The urge to stay a victim is seductive. Our society favors victims, cosseting them and setting up well-funded groups to be their advocates. These groups depend on a steady supply of victims for their existence. Government and law enforcement officials also depend on a steady supply of victims to justify expanding their power and control over every aspect of
Staying a victim is also a passive-aggressive way to manipulate and control people. Sgt. Miller describes how such stuck victims can hijack a self-defense class. My family of origin was full of passive-aggressive stuck victims, and they very nearly hijacked my life. Now the only one of them I have anything to do with at all is through sending checks to her nursing home. I will not subject myself to her abuse any more, not hers nor anyone else's.
Stuck victims choose to define themselves by their damage instead of working to overcome it. They can build their entire lives around being a victim. I met lots of people like that during my active process. They only associated with other victims. They went to a different support group every night of the week, groups for sexual abuse, codependency, addiction, overeating, bulimia, you name it. They worked very, very hard at not getting better.
Years after I'd progressed beyond the need for a support group, I ran into someone I'd met at the one I'd attended for a while. She asked me when I had "moved back." Moved back? I never moved away. She said when I stopped coming to the meetings, the group decided I must have moved out of state.
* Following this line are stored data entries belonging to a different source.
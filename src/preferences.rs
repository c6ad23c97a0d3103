//! Settings commands run by the preferences process.
//!
//! Every command goes through a [`SettingsBackend`], so the same code runs
//! over the bridge and against a directly opened store.

use std::io::Write;

use anyhow::Result;
use par_term_settings::{SchemaSource, Value, is_dir, split_key};
use par_term_settings_bridge::{Settings, SettingsBackend};
use thiserror::Error;

use crate::cli::PrefsCommand;

/// Command failures that are the user's input rather than the store's.
#[derive(Debug, Error)]
pub enum CommandError {
    #[error("'{0}' is not a key path")]
    InvalidKey(String),

    #[error("'{0}' is not a directory path")]
    InvalidDir(String),

    #[error("No schema covers '{0}'")]
    NoSchema(String),

    #[error("'{0}' is not writable")]
    NotWritable(String),

    #[error("Cannot parse '{text}' as a value: {source}")]
    Parse {
        text: String,
        #[source]
        source: serde_yaml_ng::Error,
    },
}

/// Settings for the schema whose keys live in `dir`.
fn settings_at(backend: &SettingsBackend, schemas: &SchemaSource, dir: &str) -> Result<Settings> {
    let schema = schemas
        .schema_at(dir)
        .ok_or_else(|| CommandError::NoSchema(dir.to_string()))?;
    Ok(Settings::new_with_path(backend.clone(), schemas, &schema.id, dir)?)
}

fn settings_for_key<'k>(
    backend: &SettingsBackend,
    schemas: &SchemaSource,
    key: &'k str,
) -> Result<(Settings, &'k str)> {
    let (dir, name) = split_key(key).ok_or_else(|| CommandError::InvalidKey(key.to_string()))?;
    Ok((settings_at(backend, schemas, dir)?, name))
}

/// Split `dir` into its parent directory and its own name with trailing
/// separator: `/a/b/` becomes `("/a/", "b/")`.
fn split_dir(dir: &str) -> Option<(&str, &str)> {
    if !is_dir(dir) || dir == "/" {
        return None;
    }
    let trimmed = &dir[..dir.len() - 1];
    let idx = trimmed.rfind('/')?;
    Some((&dir[..=idx], &dir[idx + 1..]))
}

/// Run one command, writing its output to `out`. Returns the exit code.
pub async fn run(
    backend: &SettingsBackend,
    schemas: &SchemaSource,
    command: PrefsCommand,
    out: &mut dyn Write,
) -> Result<i32> {
    log::info!("Running {:?}", command);
    let mutating = command.is_mutating();

    match command {
        PrefsCommand::Get { key } => {
            let (settings, name) = settings_for_key(backend, schemas, &key)?;
            writeln!(out, "{}", settings.get(name).await?)?;
        }
        PrefsCommand::Set { key, value } => {
            let (settings, name) = settings_for_key(backend, schemas, &key)?;
            let info = settings.key_info(name)?;
            let yaml: serde_yaml_ng::Value =
                serde_yaml_ng::from_str(&value).map_err(|source| CommandError::Parse {
                    text: value.clone(),
                    source,
                })?;
            let value = Value::from_yaml(&yaml, &info.value_type)?;
            if !settings.set(name, value).await? {
                return Err(CommandError::NotWritable(key).into());
            }
        }
        PrefsCommand::Reset { key } => {
            let (settings, name) = settings_for_key(backend, schemas, &key)?;
            settings.reset(name).await?;
        }
        PrefsCommand::List { dir } => {
            if !is_dir(&dir) {
                return Err(CommandError::InvalidDir(dir).into());
            }
            let settings = settings_at(backend, schemas, &dir)?;
            for name in settings.keys() {
                let value = settings.get(name).await?;
                if settings.get_user_value(name).await?.is_some() {
                    writeln!(out, "{name} = {value} (user)")?;
                } else {
                    writeln!(out, "{name} = {value}")?;
                }
            }
            if let Some(schema) = schemas.lookup(settings.schema_id()) {
                for child in &schema.children {
                    writeln!(out, "{}/", child.name)?;
                }
            }
        }
        PrefsCommand::Erase { dir } => {
            let (parent, rel) = split_dir(&dir).ok_or_else(|| CommandError::InvalidDir(dir.clone()))?;
            if !backend.write_tree(parent, vec![(rel.to_string(), None)]).await? {
                return Err(CommandError::NotWritable(dir).into());
            }
        }
        PrefsCommand::Writable { key } => {
            let (settings, name) = settings_for_key(backend, schemas, &key)?;
            writeln!(out, "{}", settings.is_writable(name).await?)?;
        }
    }

    if mutating {
        backend.sync().await?;
    }
    Ok(0)
}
That the group meetings had served their purpose and I didn't need them any more was inconceivable.
We cannot always control what happens to us in life, but we are absolutely in full control of how we let it affect us.
Years ago, a sheriff's deputy suggested I needed to get a gun. I asked a friend and her husband who had been a firearms instructor in the Army and the Oklahoma State Patrol about it, and they recommended a .410 pump shotgun. In the finest tradition of "go big or go home," I got a 12 gauge instead. The rest, as they say, is history.
Becoming involved with firearms, making a full commitment to the responsibility of ongoing training and practice, studying firearms law and the judicious use of deadly force, all of these things put teeth in my resolve to be strong, independent, and never again go down without an effective defense. My gun gives me a fighting chance against bigger, stronger, faster assailants or multiple assailants. My training teaches me how I can avoid situations that could force me to present my gun. But if I need to use it, I will.
And anyone who would take that away from me has a vested interest in preventing victims from evolving into independent survivors.